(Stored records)
▽
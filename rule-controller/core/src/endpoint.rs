use serde::{Deserialize, Serialize};
use serde_json::Value;
use std::collections::BTreeMap;

/// The resolved identity of a connected data plane client.
#[derive(Clone, Debug, Default, PartialEq, Eq, Serialize, Deserialize)]
#[serde(default, rename_all = "camelCase")]
pub struct Endpoint {
    pub id: String,
    pub ips: Vec<String>,
    #[serde(rename = "spiffeID")]
    pub spiffe_id: String,
    #[serde(skip_serializing_if = "Option::is_none")]
    pub kubernetes_env: Option<KubernetesEnv>,
}

/// Kubernetes workload metadata attached to an endpoint.
#[derive(Clone, Debug, Default, PartialEq, Eq, Serialize, Deserialize)]
#[serde(default, rename_all = "camelCase")]
pub struct KubernetesEnv {
    pub namespace: String,
    pub pod_name: String,
    pub pod_labels: BTreeMap<String, String>,
    pub pod_annotations: BTreeMap<String, String>,
}

// === impl Endpoint ===

impl Endpoint {
    pub fn namespace(&self) -> Option<&str> {
        self.kubernetes_env.as_ref().map(|env| env.namespace.as_str())
    }

    pub(crate) fn to_json(&self) -> serde_json::Result<Value> {
        serde_json::to_value(self)
    }
}

/// Resolves a dotted path (e.g. `kubernetesEnv.podLabels.app`) against an
/// endpoint's JSON form and compares the result with `expected`.
///
/// Strings compare by value, other scalars by their JSON text. A missing path
/// (or `null`) resolves to the empty string.
pub(crate) fn path_matches(json: &Value, path: &str, expected: &str) -> bool {
    let pointer = path.split('.').fold(String::new(), |mut pointer, segment| {
        pointer.push('/');
        pointer.push_str(&segment.replace('~', "~0").replace('/', "~1"));
        pointer
    });
    match json.pointer(&pointer) {
        None | Some(Value::Null) => expected.is_empty(),
        Some(Value::String(s)) => s == expected,
        Some(v) => v.to_string() == expected,
    }
}
use crate::{queue::WorkQueue, SharedStorage, Storage, StorageMetrics};
use ahash::AHashMap as HashMap;
use parking_lot::Mutex;
use rule_controller_core::{Endpoint, Kind, ObserveRequest, ObserveResponse, ToClient};
use std::{collections::hash_map::Entry, fmt, sync::Arc, time::Duration};
use tokio::time;
use tokio_util::sync::CancellationToken;
use tracing::{debug, info, trace, warn};

/// The transport side of a client session.
#[async_trait::async_trait]
pub trait EndpointConnection: Send + Sync + 'static {
    async fn send(&self, rsp: ObserveResponse) -> Result<(), SendError>;

    /// Receives the next client message. Returns `None` once the client has
    /// closed its side of the stream.
    async fn recv(&self) -> anyhow::Result<Option<ObserveRequest>>;

    /// Closes the stream. Must not block.
    fn disconnect(&self);
}

#[derive(Clone, Debug)]
pub struct ConnectionConfig {
    /// Bounds each push attempt.
    pub send_timeout: Duration,

    /// The number of consecutive failed pushes after which a session is
    /// closed. Zero disables the bound.
    pub max_send_failures: u32,
}

#[derive(Debug, thiserror::Error)]
pub enum SendError {
    #[error("timed out after {0:?}")]
    Timeout(Duration),

    #[error("stream closed")]
    Closed,

    #[error(transparent)]
    Transport(#[from] anyhow::Error),
}

#[derive(Copy, Clone, Debug, PartialEq, Eq, Hash, PartialOrd, Ord)]
pub struct ConnectionId(u64);

/// A client session.
pub struct Connection {
    id: ConnectionId,
    endpoint: Endpoint,
    transport: Box<dyn EndpointConnection>,
    state: Mutex<Session>,
    queue: WorkQueue,
    closed: CancellationToken,
    config: ConnectionConfig,
    metrics: StorageMetrics,
}

/// A handle to a registered session, held by the transport that opened it.
#[derive(Clone, Debug)]
pub struct ConnectionHandle {
    storage: SharedStorage,
    connection: Arc<Connection>,
}

#[derive(Copy, Clone, Debug, Default, PartialEq, Eq)]
pub enum PushStatus {
    /// Nothing has been pushed yet.
    #[default]
    Idle,

    /// A push awaits acknowledgement.
    Pushing,

    /// The last push was acknowledged.
    Pushed,
}

/// Push and acknowledgement state of one kind on one connection.
#[derive(Clone, Debug, Default)]
pub struct AckState {
    status: PushStatus,
    push_queued: bool,
    nonces: u64,
    last_push_nonce: Option<String>,
    in_flight: Option<ToClient>,
    acked: Option<ToClient>,
}

#[derive(Debug, Default)]
struct Session {
    acks: HashMap<Kind, AckState>,
    send_failures: u32,
}

// === impl ConnectionConfig ===

impl Default for ConnectionConfig {
    fn default() -> Self {
        Self {
            send_timeout: Duration::from_secs(5),
            max_send_failures: 3,
        }
    }
}

// === impl ConnectionId ===

impl ConnectionId {
    pub(crate) fn new(id: u64) -> Self {
        Self(id)
    }
}

impl fmt::Display for ConnectionId {
    fn fmt(&self, f: &mut fmt::Formatter<'_>) -> fmt::Result {
        self.0.fmt(f)
    }
}

// === impl AckState ===

impl AckState {
    pub fn status(&self) -> PushStatus {
        self.status
    }

    /// Indicates whether a change arrived while a push was unacknowledged.
    pub fn push_queued(&self) -> bool {
        self.push_queued
    }

    pub fn last_push_nonce(&self) -> Option<&str> {
        self.last_push_nonce.as_deref()
    }

    /// The revision of the unacknowledged push, if any.
    pub fn pushing_revision(&self) -> Option<i64> {
        self.in_flight.as_ref().map(|s| s.revision)
    }

    /// The revision most recently acknowledged by the client.
    pub fn acked_revision(&self) -> Option<i64> {
        self.acked.as_ref().map(|s| s.revision)
    }

    fn next_nonce(&mut self) -> String {
        self.nonces += 1;
        self.nonces.to_string()
    }
}

// === impl Connection ===

impl Connection {
    pub(crate) fn new(
        id: ConnectionId,
        endpoint: Endpoint,
        transport: Box<dyn EndpointConnection>,
        config: ConnectionConfig,
        metrics: StorageMetrics,
    ) -> Self {
        Self {
            id,
            endpoint,
            transport,
            state: Default::default(),
            queue: Default::default(),
            closed: CancellationToken::new(),
            config,
            metrics,
        }
    }

    pub fn id(&self) -> ConnectionId {
        self.id
    }

    pub fn endpoint(&self) -> &Endpoint {
        &self.endpoint
    }

    pub fn is_listening(&self, kind: Kind) -> bool {
        self.state.lock().acks.contains_key(&kind)
    }

    pub fn ack_state(&self, kind: Kind) -> Option<AckState> {
        self.state.lock().acks.get(&kind).cloned()
    }

    /// The number of kinds awaiting dispatch.
    pub fn pending(&self) -> usize {
        self.queue.len()
    }

    pub fn is_closed(&self) -> bool {
        self.closed.is_cancelled()
    }

    /// Marks a kind pending if the client is subscribed to it.
    pub(crate) fn notify(&self, kind: Kind) -> bool {
        if !self.is_listening(kind) {
            return false;
        }
        self.queue.push(kind);
        true
    }

    pub(crate) fn close(&self) {
        self.closed.cancel();
        self.queue.shutdown();
        self.state.lock().acks.clear();
        self.transport.disconnect();
    }

    fn handle_request(&self, storage: &Storage, req: ObserveRequest) {
        let kind = match req.kind.parse::<Kind>() {
            Ok(kind) => kind,
            Err(error) => {
                debug!(%error, nonce = %req.nonce, "Ignoring request");
                return;
            }
        };

        if req.is_ack() {
            self.ack(kind, &req.nonce);
        } else {
            self.listen(storage, kind);
        }
    }

    fn listen(&self, storage: &Storage, kind: Kind) {
        {
            let mut session = self.state.lock();
            match session.acks.entry(kind) {
                Entry::Vacant(entry) => {
                    info!(%kind, "Client subscribed");
                    entry.insert(AckState::default());
                }
                Entry::Occupied(mut entry) => {
                    debug!(%kind, "Client resubscribed");
                    let ack = entry.get_mut();
                    ack.acked = None;
                    if ack.status == PushStatus::Pushing {
                        ack.push_queued = true;
                        return;
                    }
                }
            }
        }

        if storage.latest(kind).is_some() {
            self.queue.push(kind);
        }
    }

    fn ack(&self, kind: Kind, nonce: &str) {
        let queued = {
            let mut session = self.state.lock();
            let ack = match session.acks.get_mut(&kind) {
                Some(ack)
                    if ack.status == PushStatus::Pushing
                        && ack.last_push_nonce.as_deref() == Some(nonce) =>
                {
                    ack
                }
                _ => {
                    debug!(%kind, %nonce, "Ignoring stale acknowledgement");
                    self.metrics.stale_ack();
                    return;
                }
            };
            ack.status = PushStatus::Pushed;
            ack.acked = ack.in_flight.take();
            std::mem::take(&mut ack.push_queued)
        };

        trace!(%kind, %nonce, "Client acknowledged");
        self.metrics.acked(kind);
        if queued {
            self.queue.push(kind);
        }
    }

    /// Pushes the endpoint's current view of a kind, unless a push is already
    /// in flight or the client already has it.
    async fn sync(&self, storage: &Storage, kind: Kind) {
        let Some(origin) = storage.latest(kind) else {
            warn!(%kind, "No rules published; discarding");
            return;
        };

        {
            let mut session = self.state.lock();
            let Some(ack) = session.acks.get_mut(&kind) else {
                trace!(%kind, "Not subscribed");
                return;
            };
            if ack.status == PushStatus::Pushing {
                ack.push_queued = true;
                self.metrics.coalesced(kind);
                debug!(%kind, "Push in flight; deferring");
                return;
            }
        }

        let snapshot = match origin.exact(Some(&self.endpoint)) {
            Ok(snapshot) => snapshot,
            Err(error) => {
                warn!(%error, "Failed to compute rules");
                return;
            }
        };

        let (rsp, previous) = {
            let mut session = self.state.lock();
            let Some(ack) = session.acks.get_mut(&kind) else {
                return;
            };
            if ack
                .acked
                .as_ref()
                .is_some_and(|acked| acked.data == snapshot.data)
            {
                debug!(%kind, revision = snapshot.revision, "Client is up to date");
                return;
            }

            let previous = (ack.status, ack.last_push_nonce.take());
            let nonce = ack.next_nonce();
            ack.status = PushStatus::Pushing;
            ack.last_push_nonce = Some(nonce.clone());
            let rsp = ObserveResponse {
                nonce,
                kind,
                revision: snapshot.revision,
                data: snapshot.data.clone(),
            };
            ack.in_flight = Some(snapshot);
            (rsp, previous)
        };
        let nonce = rsp.nonce.clone();
        let revision = rsp.revision;

        let timeout = self.config.send_timeout;
        let res = match time::timeout(timeout, self.transport.send(rsp)).await {
            Ok(res) => res,
            Err(_) => Err(SendError::Timeout(timeout)),
        };

        match res {
            Ok(()) => {
                self.state.lock().send_failures = 0;
                self.metrics.pushed(kind);
                debug!(%kind, revision, %nonce, "Pushed rules");
            }
            Err(error) => {
                self.metrics.send_failed(kind);
                let (failures, requeue) = {
                    let mut session = self.state.lock();
                    // An acknowledgement may have raced the failed send.
                    let requeue = match session.acks.get_mut(&kind) {
                        Some(ack)
                            if ack.status == PushStatus::Pushing
                                && ack.last_push_nonce.as_deref() == Some(nonce.as_str()) =>
                        {
                            let (status, last_push_nonce) = previous;
                            ack.status = status;
                            ack.last_push_nonce = last_push_nonce;
                            ack.in_flight = None;
                            std::mem::take(&mut ack.push_queued)
                        }
                        _ => false,
                    };
                    session.send_failures += 1;
                    (session.send_failures, requeue)
                };
                warn!(%error, %kind, revision, failures, "Failed to push rules");

                let max = self.config.max_send_failures;
                if max > 0 && failures >= max {
                    warn!(failures, "Too many failed pushes; disconnecting");
                    storage.disconnect(self.id);
                    return;
                }
                if requeue {
                    self.queue.push(kind);
                }
            }
        }
    }
}

impl fmt::Debug for Connection {
    fn fmt(&self, f: &mut fmt::Formatter<'_>) -> fmt::Result {
        f.debug_struct("Connection")
            .field("id", &self.id)
            .field("endpoint", &self.endpoint.id)
            .field("closed", &self.is_closed())
            .finish_non_exhaustive()
    }
}

/// Reads client messages until the stream ends, fails, or the connection is
/// closed.
pub(crate) async fn receive(storage: SharedStorage, conn: Arc<Connection>) {
    loop {
        let res = tokio::select! {
            res = conn.transport.recv() => res,
            _ = conn.closed.cancelled() => return,
        };
        match res {
            Ok(Some(req)) => conn.handle_request(&storage, req),
            Ok(None) => {
                debug!("Client closed the stream");
                break;
            }
            Err(error) => {
                info!(%error, "Failed to receive from client");
                break;
            }
        }
    }
    storage.disconnect(conn.id);
}

/// Pushes pending kinds one at a time until the connection is closed.
pub(crate) async fn dispatch(storage: SharedStorage, conn: Arc<Connection>) {
    while let Some(kind) = conn.queue.next().await {
        conn.sync(&storage, kind).await;
    }
    trace!("Dispatch complete");
}

// === impl ConnectionHandle ===

impl ConnectionHandle {
    pub(crate) fn new(storage: SharedStorage, connection: Arc<Connection>) -> Self {
        Self {
            storage,
            connection,
        }
    }

    pub fn id(&self) -> ConnectionId {
        self.connection.id
    }

    pub fn connection(&self) -> &Arc<Connection> {
        &self.connection
    }

    /// Closes the session. Returns false if it was already closed.
    pub fn disconnect(&self) -> bool {
        self.storage.disconnect(self.connection.id)
    }

    /// Completes once the session has been closed.
    pub async fn closed(&self) {
        self.connection.closed.cancelled().await
    }
}
use rule_controller_core::Endpoint;
use std::net::SocketAddr;
use tonic::metadata::MetadataMap;

/// Request metadata carrying a client-asserted endpoint as JSON.
pub const ENDPOINT_HEADER: &str = "x-rule-endpoint";

/// Determines the endpoint identity of an `Observe` caller.
pub trait ResolveEndpoint: Send + Sync + 'static {
    fn resolve(
        &self,
        remote_addr: Option<SocketAddr>,
        metadata: &MetadataMap,
    ) -> Result<Endpoint, ResolveError>;
}

/// Identifies clients by their socket address, optionally trusting an
/// endpoint asserted in request metadata.
#[derive(Clone, Debug, Default)]
pub struct PeerResolver {
    trust_endpoint_header: bool,
}

#[derive(Debug, thiserror::Error)]
pub enum ResolveError {
    #[error("remote address is unknown")]
    UnknownPeer,

    #[error("x-rule-endpoint is not valid ASCII")]
    HeaderEncoding(#[from] tonic::metadata::errors::ToStrError),

    #[error("invalid x-rule-endpoint: {0}")]
    InvalidHeader(#[from] serde_json::Error),
}

// === impl PeerResolver ===

impl PeerResolver {
    pub fn new(trust_endpoint_header: bool) -> Self {
        Self {
            trust_endpoint_header,
        }
    }
}

impl ResolveEndpoint for PeerResolver {
    fn resolve(
        &self,
        remote_addr: Option<SocketAddr>,
        metadata: &MetadataMap,
    ) -> Result<Endpoint, ResolveError> {
        let addr = remote_addr.ok_or(ResolveError::UnknownPeer)?;

        if self.trust_endpoint_header {
            if let Some(value) = metadata.get(ENDPOINT_HEADER) {
                let mut endpoint = serde_json::from_str::<Endpoint>(value.to_str()?)?;
                if endpoint.id.is_empty() {
                    endpoint.id = addr.to_string();
                }
                if endpoint.ips.is_empty() {
                    endpoint.ips = vec![addr.ip().to_string()];
                }
                return Ok(endpoint);
            }
        }

        Ok(Endpoint {
            id: addr.to_string(),
            ips: vec![addr.ip().to_string()],
            ..Default::default()
        })
    }
}

// === impl ResolveError ===

impl ResolveError {
    /// A stable label describing why resolution failed.
    pub fn reason(&self) -> &'static str {
        match self {
            Self::UnknownPeer => "unknown_peer",
            Self::HeaderEncoding(_) => "header_encoding",
            Self::InvalidHeader(_) => "invalid_header",
        }
    }
}

impl From<ResolveError> for tonic::Status {
    fn from(error: ResolveError) -> Self {
        tonic::Status::unauthenticated(error.to_string())
    }
}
△
What to work on: Could you please give the number of lines in the data above that contain the word "HashMap"? Only the number is needed.

Exercise solution: 2